AVAILABLE DATA:
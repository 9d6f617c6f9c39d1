//! OCR submission and status endpoints.
//!
//! `POST /ocr` stores the upload and queues it; `GET /ocr/status/:task_id`
//! reports the task's progress or result.

use axum::{
    Json,
    body::Bytes,
    extract::{Multipart, Path, State, multipart::MultipartRejection},
    http::StatusCode,
    response::{IntoResponse, Response},
};
use cardscan_core::{TaskId, TaskState, UploadError, validate_upload};
use cardscan_scheduler::Job;
use serde::Serialize;
use tracing::{debug, info, warn};

use crate::error::ApiError;
use crate::server::AppState;

const FILE_FIELD: &str = "file";

#[derive(Debug, Serialize)]
pub struct SubmitResponse {
    pub message: &'static str,
    pub task_id: TaskId,
}

#[derive(Debug, Serialize)]
pub struct PendingResponse {
    pub task_id: TaskId,
    pub status: &'static str,
}

/// Handler for `POST /ocr`
pub async fn submit(
    State(state): State<AppState>,
    multipart: Result<Multipart, MultipartRejection>,
) -> Result<(StatusCode, Json<SubmitResponse>), ApiError> {
    // No body or a non-multipart content type means no file was sent.
    let multipart = multipart.map_err(|rejection| {
        debug!(reason = %rejection.body_text(), "Upload is not multipart");
        ApiError::from(UploadError::MissingFile)
    })?;
    let (original_name, data) = read_file_field(multipart).await?;
    let stored_name = validate_upload(&original_name)?;

    let task_id = TaskId::new();
    let path = state.upload_dir.join(format!("{task_id}_{stored_name}"));

    tokio::fs::create_dir_all(&state.upload_dir)
        .await
        .map_err(ApiError::Storage)?;
    tokio::fs::write(&path, &data)
        .await
        .map_err(ApiError::Storage)?;

    if let Err(e) = state.pool.submit(Job::new(task_id.clone(), &path)) {
        if let Err(remove_err) = tokio::fs::remove_file(&path).await {
            warn!(path = %path.display(), error = %remove_err, "Failed to remove rejected upload");
        }
        return Err(e.into());
    }

    info!(
        task_id = %task_id,
        filename = %stored_name,
        bytes = data.len(),
        "OCR task queued"
    );

    Ok((
        StatusCode::ACCEPTED,
        Json(SubmitResponse {
            message: "OCR is processing in the background",
            task_id,
        }),
    ))
}

/// Handler for `GET /ocr/status/:task_id`
pub async fn status(
    State(state): State<AppState>,
    Path(task_id): Path<String>,
) -> Result<Response, ApiError> {
    let task_id = TaskId::from(task_id);
    let record = state
        .pool
        .store()
        .get(&task_id)
        .ok_or(ApiError::TaskNotFound)?;

    match record.state {
        TaskState::Completed { fields } => Ok(Json(fields).into_response()),
        TaskState::Failed { error } => Err(ApiError::TaskFailed(error)),
        pending @ (TaskState::Queued | TaskState::Processing) => Ok((
            StatusCode::ACCEPTED,
            Json(PendingResponse {
                task_id,
                status: pending.name(),
            }),
        )
            .into_response()),
    }
}

/// First `file` part with a non-empty filename and body.
async fn read_file_field(mut multipart: Multipart) -> Result<(String, Bytes), ApiError> {
    while let Some(field) = multipart.next_field().await? {
        if field.name() != Some(FILE_FIELD) {
            continue;
        }
        let filename = field.file_name().unwrap_or_default().to_string();
        let data = field.bytes().await?;
        if filename.is_empty() || data.is_empty() {
            break;
        }
        return Ok((filename, data));
    }
    Err(UploadError::MissingFile.into())
}

#[cfg(test)]
mod tests {
    use super::*;
    use std::sync::Arc;
    use std::time::Duration;

    use async_trait::async_trait;
    use axum::{
        Router,
        body::{Body, to_bytes},
        http::{Request, header},
    };
    use cardscan_config::TaskSettings;
    use cardscan_core::TextClassifier;
    use cardscan_scheduler::{TaskStore, WorkerPool};
    use cardscan_understanding::{DocumentPipeline, OcrError, Preprocessor, TextRecognizer};
    use image::{GrayImage, ImageFormat, Luma};
    use serde_json::Value;
    use tokio::sync::Semaphore;
    use tower::ServiceExt;

    use crate::server::{AppState, build_router};

    const BOUNDARY: &str = "cardscan-test-boundary";
    const CARD_TEXT: &str = "109876543210987654\nبطاقة التعريف\nمحمد\n19900101";

    struct GatedRecognizer(Arc<Semaphore>);

    #[async_trait]
    impl TextRecognizer for GatedRecognizer {
        fn name(&self) -> &str {
            "gated"
        }

        async fn recognize(&self, _image: &GrayImage) -> Result<String, OcrError> {
            self.0
                .acquire()
                .await
                .map_err(|e| OcrError::Staging(e.to_string()))?
                .forget();
            Ok(CARD_TEXT.to_string())
        }
    }

    struct Harness {
        app: Router,
        upload_dir: tempfile::TempDir,
        gate: Arc<Semaphore>,
    }

    fn harness(permits: usize, queue_capacity: usize, max_upload_bytes: usize) -> Harness {
        let gate = Arc::new(Semaphore::new(permits));
        let pipeline = DocumentPipeline::new(
            Preprocessor::new(100, None),
            Arc::new(GatedRecognizer(Arc::clone(&gate))),
            TextClassifier::new(),
        );
        let settings = TaskSettings {
            workers: 1,
            queue_capacity,
            ..TaskSettings::default()
        };
        let pool = WorkerPool::start(
            Arc::new(pipeline),
            TaskStore::new(100, Duration::from_secs(60)),
            &settings,
        );
        let upload_dir = tempfile::tempdir().unwrap();
        let state = AppState::new(Arc::new(pool), upload_dir.path().join("uploads"));
        Harness {
            app: build_router(state, max_upload_bytes),
            upload_dir,
            gate,
        }
    }

    fn png_bytes() -> Vec<u8> {
        let mut out = std::io::Cursor::new(Vec::new());
        GrayImage::from_pixel(200, 120, Luma([255]))
            .write_to(&mut out, ImageFormat::Png)
            .unwrap();
        out.into_inner()
    }

    fn multipart_request(field: &str, filename: &str, content: &[u8]) -> Request<Body> {
        let mut body = format!(
            "--{BOUNDARY}\r\nContent-Disposition: form-data; name=\"{field}\"; filename=\"{filename}\"\r\nContent-Type: application/octet-stream\r\n\r\n"
        )
        .into_bytes();
        body.extend_from_slice(content);
        body.extend_from_slice(format!("\r\n--{BOUNDARY}--\r\n").as_bytes());

        Request::builder()
            .method("POST")
            .uri("/ocr")
            .header(
                header::CONTENT_TYPE,
                format!("multipart/form-data; boundary={BOUNDARY}"),
            )
            .body(Body::from(body))
            .unwrap()
    }

    async fn send(app: &Router, request: Request<Body>) -> (StatusCode, Value) {
        let response = app.clone().oneshot(request).await.unwrap();
        let status = response.status();
        let bytes = to_bytes(response.into_body(), usize::MAX).await.unwrap();
        let json = serde_json::from_slice(&bytes).unwrap_or(Value::Null);
        (status, json)
    }

    async fn get_status(app: &Router, task_id: &str) -> (StatusCode, Value) {
        let request = Request::builder()
            .uri(format!("/ocr/status/{task_id}"))
            .body(Body::empty())
            .unwrap();
        send(app, request).await
    }

    async fn poll_until_done(app: &Router, task_id: &str) -> (StatusCode, Value) {
        for _ in 0..200 {
            let (status, body) = get_status(app, task_id).await;
            if status != StatusCode::ACCEPTED {
                return (status, body);
            }
            tokio::time::sleep(Duration::from_millis(10)).await;
        }
        panic!("task {task_id} still pending");
    }

    async fn submit_card(app: &Router, filename: &str, content: &[u8]) -> String {
        let (status, body) = send(app, multipart_request("file", filename, content)).await;
        assert_eq!(status, StatusCode::ACCEPTED, "{body}");
        body["task_id"].as_str().unwrap().to_string()
    }

    #[tokio::test]
    async fn upload_then_poll_returns_classified_fields() {
        let h = harness(10, 8, 1 << 20);

        let (status, body) = send(&h.app, multipart_request("file", "id card.png", &png_bytes())).await;
        assert_eq!(status, StatusCode::ACCEPTED);
        assert_eq!(body["message"], "OCR is processing in the background");
        let task_id = body["task_id"].as_str().unwrap().to_string();
        assert_eq!(task_id.len(), 36);

        let (status, body) = poll_until_done(&h.app, &task_id).await;
        assert_eq!(status, StatusCode::OK);
        assert_eq!(
            body,
            serde_json::json!({
                "lines_with_numbers": ["109876543210987654", "1990/01/01"],
                "lines_with_strings": ["محمد"],
            })
        );

        let stored = h.upload_dir.path().join("uploads").join(format!("{task_id}_id_card.png"));
        assert!(stored.exists());
    }

    #[tokio::test]
    async fn missing_file_is_rejected() {
        let h = harness(10, 8, 1 << 20);
        let (status, body) = send(&h.app, multipart_request("photo", "card.png", &png_bytes())).await;
        assert_eq!(status, StatusCode::BAD_REQUEST);
        assert_eq!(body["error"], "No file uploaded");
    }

    #[tokio::test]
    async fn bodyless_post_is_a_missing_file() {
        let h = harness(10, 8, 1 << 20);
        let request = Request::builder()
            .method("POST")
            .uri("/ocr")
            .body(Body::empty())
            .unwrap();
        let (status, body) = send(&h.app, request).await;
        assert_eq!(status, StatusCode::BAD_REQUEST);
        assert_eq!(body["error"], "No file uploaded");

        let request = Request::builder()
            .method("POST")
            .uri("/ocr")
            .header(header::CONTENT_TYPE, "application/json")
            .body(Body::from("{}"))
            .unwrap();
        let (status, body) = send(&h.app, request).await;
        assert_eq!(status, StatusCode::BAD_REQUEST);
        assert_eq!(body["error"], "No file uploaded");
    }

    #[tokio::test]
    async fn empty_filename_is_rejected() {
        let h = harness(10, 8, 1 << 20);
        let (status, body) = send(&h.app, multipart_request("file", "", &png_bytes())).await;
        assert_eq!(status, StatusCode::BAD_REQUEST);
        assert_eq!(body["error"], "No file uploaded");
    }

    #[tokio::test]
    async fn wrong_extension_is_rejected() {
        let h = harness(10, 8, 1 << 20);
        let (status, body) = send(&h.app, multipart_request("file", "card.gif", &png_bytes())).await;
        assert_eq!(status, StatusCode::BAD_REQUEST);
        assert_eq!(
            body["error"],
            "Invalid file type. Only jpg, jpeg, and png allowed."
        );
    }

    #[tokio::test]
    async fn unknown_task_is_not_found() {
        let h = harness(10, 8, 1 << 20);
        let (status, body) = get_status(&h.app, "does-not-exist").await;
        assert_eq!(status, StatusCode::NOT_FOUND);
        assert_eq!(body["error"], "Task not found");
    }

    #[tokio::test]
    async fn undecodable_image_fails_task() {
        let h = harness(10, 8, 1 << 20);
        let task_id = submit_card(&h.app, "card.jpg", b"not really a jpeg").await;

        let (status, body) = poll_until_done(&h.app, &task_id).await;
        assert_eq!(status, StatusCode::BAD_REQUEST);
        assert_eq!(
            body["error"],
            "Failed to read image. Please upload a valid image."
        );
    }

    #[tokio::test]
    async fn pending_task_reports_status_then_full_queue_is_unavailable() {
        let h = harness(0, 1, 1 << 20);
        let png = png_bytes();

        let first = submit_card(&h.app, "a.png", &png).await;
        let mut seen_processing = false;
        for _ in 0..200 {
            let (status, body) = get_status(&h.app, &first).await;
            assert_eq!(status, StatusCode::ACCEPTED);
            assert_eq!(body["task_id"], first.as_str());
            if body["status"] == "processing" {
                seen_processing = true;
                break;
            }
            tokio::time::sleep(Duration::from_millis(5)).await;
        }
        assert!(seen_processing);

        let second = submit_card(&h.app, "b.png", &png).await;
        let (_, body) = get_status(&h.app, &second).await;
        assert_eq!(body["status"], "queued");

        let (status, body) = send(&h.app, multipart_request("file", "c.png", &png)).await;
        assert_eq!(status, StatusCode::SERVICE_UNAVAILABLE);
        assert!(body["error"].as_str().unwrap().contains("queue is full"));

        h.gate.add_permits(2);
        assert_eq!(poll_until_done(&h.app, &first).await.0, StatusCode::OK);
        assert_eq!(poll_until_done(&h.app, &second).await.0, StatusCode::OK);
    }

    #[tokio::test]
    async fn oversized_upload_is_rejected() {
        let h = harness(10, 8, 1024);
        let (status, _) = send(&h.app, multipart_request("file", "big.png", &vec![0u8; 4096])).await;
        assert_eq!(status, StatusCode::PAYLOAD_TOO_LARGE);
    }

    #[tokio::test]
    async fn health_reports_ok() {
        let h = harness(10, 8, 1 << 20);
        let request = Request::builder().uri("/health").body(Body::empty()).unwrap();
        let (status, body) = send(&h.app, request).await;
        assert_eq!(status, StatusCode::OK);
        assert_eq!(body["status"], "ok");
        assert_eq!(body["service"], "cardscan");
    }
}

ACTIVITY: Provide the number of lines in the records above containing the string "background", and write nothing more.

SOLUTION FOR THIS TASK: 2